Numéro 4 Avril 2011 par Luc Van Campenhoudt

avril 2011

Tous les trois mois, La Libre et RTL livrent leur baro­mètre poli­tique. De décembre2010 à mars2011, le ps a plon­gé de 5% en Wal­lo­nie et le cdh de plus de 4%, ce qui repré­sente pro­por­tion­nel­le­ment une chute bien plus forte. En Flandre, la N‑VA grimpe encore. Ces écarts sur le court terme appellent des inter­pré­ta­tions sur le […]

Tous les trois mois, La Libre et RTL livrent leur baro­mètre poli­tique. De décembre2010 à mars2011, le ps a plon­gé de 5% en Wal­lo­nie et le cdh de plus de 4%, ce qui repré­sente pro­por­tion­nel­le­ment une chute bien plus forte. En Flandre, la N‑VA grimpe encore. Ces écarts sur le court terme appellent des inter­pré­ta­tions sur le court terme. Vain­queurs des der­nières élec­tions, le ps et la n‑va ne par­viennent pas à trans­for­mer l’es­sai ; pour le pre­mier, c’est un échec, pour le second, une sorte de suc­cès. Avec un élec­to­rat de plus en plus ver­sa­tile et flot­tant, il ne s’en faut pas de beau­coup pour modi­fier la donne à court terme : une négo­cia­tion qui s’en­lise par ci, une catas­trophe éco­lo­gique par là, un chan­ge­ment à la tête d’un par­ti ici, une suc­ces­sion qui tarde là-bas…
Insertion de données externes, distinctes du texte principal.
fn print_batch_report(report: &BatchReport) {
    println!();
    println!("{}", "Batch Summary".bright_green().bold());
    println!("{}", "=".repeat(60));

    for outcome in &report.outcomes {
        match outcome {
            FileOutcome::Processed {
                file_name,
                format,
                records,
                stats,
            } => println!(
                "  {} {} ({} format, {} records, {:.1}% of lines, {} all-zero rows dropped)",
                "✓".bright_green(),
                file_name.bright_cyan(),
                format.name(),
                records,
                stats.success_rate(),
                stats.zero_rows_dropped
            ),
            FileOutcome::Failed { file_name, error } => println!(
                "  {} {} {}",
                "✗".bright_red(),
                file_name.bright_cyan(),
                error.red()
            ),
        }
    }

    println!();
    if report.has_failures() {
        println!("{}", report.message.yellow());
    } else {
        println!("{}", report.message.bright_green());
    }
    if let Some(id) = &report.library_entry_id {
        println!("Total records: {}  Library entry: {}", report.total_records, id.bright_yellow());
    }
}

fn print_statistics(session: &DashboardSession) {
    let units = session.units();
    let stats = session.statistics();

    println!();
    println!("{}", "Sensor Statistics".bright_green().bold());
    println!(
        "  {:<24} {:>10} {:>10} {:>10} {:>10} {:>10}  {:<8} {}",
        "Sensor", "Average", "Min", "Max", "Median", "Latest", "Unit", "Level"
    );

    for (key, sensor) in stats.iter() {
        match sensor {
            SensorStatistics::Available(summary) => {
                let level = summary.level(summary.latest).to_string();
                println!(
                    "  {:<24} {:>10.2} {:>10.2} {:>10.2} {:>10.2} {:>10.2}  {:<8} {}",
                    key.display_name(),
                    summary.average,
                    summary.minimum,
                    summary.maximum,
                    summary.median,
                    summary.latest,
                    units.unit(key),
                    level.bright_black()
                );
            }
            SensorStatistics::NotApplicable => println!(
                "  {:<24} {:>10}",
                key.display_name(),
                crate::constants::NOT_AVAILABLE.bright_black()
            ),
        }
    }
}

fn print_wind_rose(bins: &[WindRoseBin]) {
    println!();
    println!("{}", "Wind Direction Distribution".bright_green().bold());
    for bin in bins {
        let bar = "#".repeat((bin.percentage / 2.0).round() as usize);
        println!(
            "  {:<3} {:>6} {:>6.1}%  {}",
            bin.sector.to_string(),
            bin.count,
            bin.percentage,
            bar.cyan()
        );
    }
}
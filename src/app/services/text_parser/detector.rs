//! Input format detection
//!
//! The detector only looks for a header row. File extensions are checked by
//! the caller before content ever reaches this point.

use crate::constants::STRUCTURED_HEADER_TOKEN;
use tracing::debug;

/// Classification of a text export
#[derive(Debug, Clone, Copy, PartialEq, Eq)]
pub enum FormatKind {
    /// Tab-delimited export; the header row is at `header_line_index`
    /// (zero-based, counted over every line of the content)
    Structured { header_line_index: usize },

    /// Delimited text without a usable header; fields are positional
    Loose,
}

impl FormatKind {
    pub fn is_structured(&self) -> bool {
        matches!(self, FormatKind::Structured { .. })
    }

    pub fn name(&self) -> &'static str {
        match self {
            FormatKind::Structured { .. } => "structured",
            FormatKind::Loose => "loose",
        }
    }
}

/// Detect the format of raw file content
///
/// The first line whose first whitespace-delimited token is exactly
/// `Timestamp` marks a structured export. Anything else, including empty
/// content, is loose.
pub fn detect_format(content: &str, file_name: &str) -> FormatKind {
    let header = content
        .lines()
        .position(|line| line.split_whitespace().next() == Some(STRUCTURED_HEADER_TOKEN));

    let kind = match header {
        Some(header_line_index) => FormatKind::Structured { header_line_index },
        None => FormatKind::Loose,
    };
    debug!("Detected {} format for {}", kind.name(), file_name);
    kind
}
//! Tests for header column mapping

use super::*;
use crate::app::models::SensorKey;
use crate::app::services::text_parser::ColumnMapping;
use crate::constants::ColumnRule;

#[test]
fn test_full_header_maps_every_sensor() {
    let mapping = ColumnMapping::analyze(FULL_HEADER);

    assert_eq!(mapping.header_width(), 12);
    assert_eq!(mapping.mapped_count(), 10);
    for (key, expected) in SensorKey::ALL.iter().zip(FULL_HEADER_INDICES) {
        assert_eq!(mapping.get_index(*key), Some(expected), "{:?}", key);
    }
    assert!(mapping.missing_keys().is_empty());
}

#[test]
fn test_statistic_tag_must_match() {
    // SD column listed before the average must not be picked
    let mapping = ColumnMapping::analyze("Timestamp\tCh1_Anem_80m_SD_m/s\tCh1_Anem_80m_Avg_m/s");
    assert_eq!(mapping.get_index(SensorKey::WindSpeed), Some(2));
}

#[test]
fn test_first_match_wins() {
    let mapping =
        ColumnMapping::analyze("Timestamp\tCh1_Anem_80m_Avg_m/s\tCh1_Anem_60m_Avg_m/s");
    assert_eq!(mapping.get_index(SensorKey::WindSpeed), Some(1));
}

#[test]
fn test_unmatched_keys_are_absent() {
    let mapping = ColumnMapping::analyze("Timestamp\tCh1_Anem_0.00m_N_Avg_m/s");

    assert_eq!(mapping.mapped_count(), 1);
    assert_eq!(mapping.get_index(SensorKey::Temperature), None);
    assert_eq!(mapping.missing_keys().len(), 9);
}

#[test]
fn test_custom_rule_table() {
    let rules = [ColumnRule {
        key: SensorKey::Battery,
        channel: "Batt",
        statistic: "Min",
    }];
    let mapping = ColumnMapping::analyze_with_rules("Timestamp\tBatt_Avg\tBatt_Min", &rules);

    assert_eq!(mapping.get_index(SensorKey::Battery), Some(2));
    assert_eq!(mapping.mapped_count(), 1);
}
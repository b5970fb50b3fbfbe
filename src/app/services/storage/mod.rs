//! Local persistence for the library index and sensor units
//!
//! Both collections are JSON documents under fixed keys in a
//! [`KeyValueStore`]. Every mutation is written through immediately. A
//! corrupt stored document is logged and replaced by an empty or default
//! value in memory; the stored text itself is left untouched until the next
//! mutation overwrites it.
//!
//! - [`store`] - Key/value backends (JSON files on disk, in-memory)
//! - [`library`] - Library index of dataset snapshots
//! - [`units`] - User-editable sensor units

pub mod library;
pub mod store;
pub mod units;

#[cfg(test)]
pub mod tests;

pub use library::{LibraryIndex, StorageStats};
pub use store::{JsonFileStore, KeyValueStore, MemoryStore};
pub use units::UnitSettings;
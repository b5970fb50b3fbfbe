//! Core text export parser implementation
//!
//! This module handles file reading, format detection and dispatch to the
//! structured or loose line parsers.

use chrono::{Local, NaiveDateTime};
use std::path::Path;
use tracing::{debug, info, warn};

use super::column_mapping::ColumnMapping;
use super::detector::{FormatKind, detect_format};
use super::field_parsers::is_loose_skip_line;
use super::record_parser::{parse_loose_line, parse_structured_line};
use super::stats::{LineError, ParseResult, ParseStats};
use crate::Config;
use crate::app::models::SensorReading;
use crate::constants::DEFAULT_TIME_FORMAT;
use crate::{Error, Result};

/// Parser for SymphoniePRO and loose TXT exports
#[derive(Debug, Clone)]
pub struct TextFileParser {
    time_format: String,
}

impl Default for TextFileParser {
    fn default() -> Self {
        Self::new(DEFAULT_TIME_FORMAT)
    }
}

impl TextFileParser {
    /// Create a parser deriving display times with the given chrono format
    pub fn new(time_format: impl Into<String>) -> Self {
        Self {
            time_format: time_format.into(),
        }
    }

    pub fn from_config(config: &Config) -> Self {
        Self::new(config.display.time_format.clone())
    }

    /// Read and parse a file from disk
    ///
    /// Invalid UTF-8 sequences are replaced rather than rejected; logger
    /// exports are not always clean UTF-8.
    pub async fn parse_file(&self, file_path: &Path) -> Result<ParseResult> {
        info!("Parsing text file: {}", file_path.display());

        let bytes = tokio::fs::read(file_path).await.map_err(|e| {
            Error::io(format!("Failed to read file {}", file_path.display()), e)
        })?;
        let content = String::from_utf8_lossy(&bytes);

        let file_name = file_path
            .file_name()
            .map(|n| n.to_string_lossy().into_owned())
            .unwrap_or_else(|| file_path.display().to_string());

        Ok(self.parse_content(&content, &file_name))
    }

    /// Parse in-memory content, synthesizing loose timestamps from now
    pub fn parse_content(&self, content: &str, file_name: &str) -> ParseResult {
        self.parse_content_at(content, file_name, Local::now().naive_local())
    }

    /// Parse in-memory content with an explicit start time for loose input
    pub fn parse_content_at(
        &self,
        content: &str,
        file_name: &str,
        started_at: NaiveDateTime,
    ) -> ParseResult {
        let format = detect_format(content, file_name);
        let mut stats = ParseStats::new();

        let readings = match format {
            FormatKind::Structured { header_line_index } => {
                self.parse_structured(content, header_line_index, &mut stats)
            }
            FormatKind::Loose => self.parse_loose(content, started_at, &mut stats),
        };

        if readings.is_empty() {
            warn!("No valid data found in {}", file_name);
        } else {
            info!(
                "Parsed {} readings from {} lines in {} ({} format)",
                stats.records_parsed,
                stats.total_lines,
                file_name,
                format.name()
            );
        }

        ParseResult {
            file_name: file_name.to_string(),
            format,
            readings,
            stats,
        }
    }

    fn parse_structured(
        &self,
        content: &str,
        header_line_index: usize,
        stats: &mut ParseStats,
    ) -> Vec<SensorReading> {
        let mut lines = content.lines().enumerate().skip(header_line_index);
        let Some((_, header_line)) = lines.next() else {
            return Vec::new();
        };

        let mapping = ColumnMapping::analyze(header_line.trim());
        stats.mapped_columns = mapping.mapped_count();
        debug!(
            "Column mapping: {} header columns, {} sensors resolved, missing {:?}",
            mapping.header_width(),
            mapping.mapped_count(),
            mapping.missing_keys()
        );

        let mut readings = Vec::new();
        for (index, raw) in lines {
            let line = raw.trim();
            if line.is_empty() {
                continue;
            }
            stats.total_lines += 1;

            match parse_structured_line(line, index + 1, &mapping, &self.time_format) {
                Ok(Some(reading)) => {
                    readings.push(reading);
                    stats.records_parsed += 1;
                }
                Ok(None) => stats.zero_rows_dropped += 1,
                Err(e) => {
                    if matches!(e, LineError::InvalidTimestamp { .. }) {
                        warn!("Skipping row: {}", e);
                    } else {
                        debug!("Skipping row: {}", e);
                    }
                    stats.record_error(e);
                }
            }
        }
        readings
    }

    fn parse_loose(
        &self,
        content: &str,
        started_at: NaiveDateTime,
        stats: &mut ParseStats,
    ) -> Vec<SensorReading> {
        let mut readings = Vec::new();
        let non_blank = content
            .lines()
            .enumerate()
            .map(|(index, raw)| (index, raw.trim()))
            .filter(|(_, line)| !line.is_empty());

        for (position, (index, line)) in non_blank.enumerate() {
            if is_loose_skip_line(line) {
                continue;
            }
            stats.total_lines += 1;

            match parse_loose_line(line, index + 1, position, started_at, &self.time_format) {
                Ok(Some(reading)) => {
                    readings.push(reading);
                    stats.records_parsed += 1;
                }
                Ok(None) => stats.zero_rows_dropped += 1,
                Err(e) => {
                    debug!("Skipping line: {}", e);
                    stats.record_error(e);
                }
            }
        }
        readings
    }
}
use clap::{CommandFactory, Parser};
use datasense::cli::{args::Args, commands};
use std::process;

fn main() {
    // Parse command line arguments
    let args = Args::parse();

    // If no subcommand was provided, show help and exit
    if args.command.is_none() {
        let _ = Args::command().print_help();
        println!();
        process::exit(0);
    }

    // Create async runtime and run the command with signal handling
    let runtime = tokio::runtime::Runtime::new().unwrap_or_else(|e| {
        eprintln!("Failed to create async runtime: {}", e);
        process::exit(1);
    });

    let result = runtime.block_on(async {
        let shutdown_signal = async {
            if let Err(e) = tokio::signal::ctrl_c().await {
                // Without a handler the command simply runs to completion
                eprintln!("Failed to install CTRL+C signal handler: {}", e);
                std::future::pending::<()>().await;
            }
        };

        tokio::select! {
            result = commands::run(args) => result,
            _ = shutdown_signal => {
                eprintln!("\nReceived CTRL+C, shutting down...");
                Err(datasense::Error::processing_interrupted("Interrupted by user"))
            }
        }
    });

    if let Err(error) = result {
        eprintln!("{}", commands::error_report(&error));
        process::exit(1);
    }
}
Mais que repré­sentent ces chiffres au regard des ten­dances à moyen et long termes de l’es­pace poli­tique ? Jetons un rapide coup d’œil dans le rétro­vi­seur d’a­bord et un regard har­di vers la ligne d’ho­ri­zon ensuite.

Pour résu­mer gros­siè­re­ment les choses, cinq grands enjeux de socié­té et conflits poli­tiques ont déter­mi­né le des­tin des par­tis depuis d’In­dé­pen­dance : pre­miè­re­ment, le conflit sur la place de l’É­glise dans la socié­té, qui fit les beaux jours du Par­ti libé­ral durant la plus grande par­tie du XIXe, avant que le monde catho­lique s’or­ga­nise effi­ca­ce­ment ; deuxiè­me­ment, la ques­tion sociale qui vit l’es­sor du Par­ti socia­liste, ex-POB (concur­ren­cé un temps par le Par­ti com­mu­niste) et des par­tis sociaux-chré­tiens jus­qu’aux années soixante ; troi­siè­me­ment, l’exi­gence de redres­se­ment éco­no­mique dans le contexte de crise et de « déclin wal­lon » dans les années soixante et sep­tante, qui relan­ça les libé­raux au détri­ment des socia­listes et des sociaux-chré­tiens ; qua­triè­me­ment, l’en­jeu envi­ron­ne­men­tal, révé­lé au grand public par quelques catas­trophes mémo­rables, auquel est liée la nais­sance d’É­co­lo ; et enfin, le tenace conflit com­mu­nau­taire et l’en­jeu des struc­tures ins­ti­tu­tion­nelles qui ont ame­né la créa­tion de par­tis com­mu­nau­taires dans les années cin­quante et soixante, notam­ment le FDF et le Ras­sem­ble­ment wal­lon, et conduit au suc­cès aus­si rapide que déter­mi­nant de la N‑VA en Flandre.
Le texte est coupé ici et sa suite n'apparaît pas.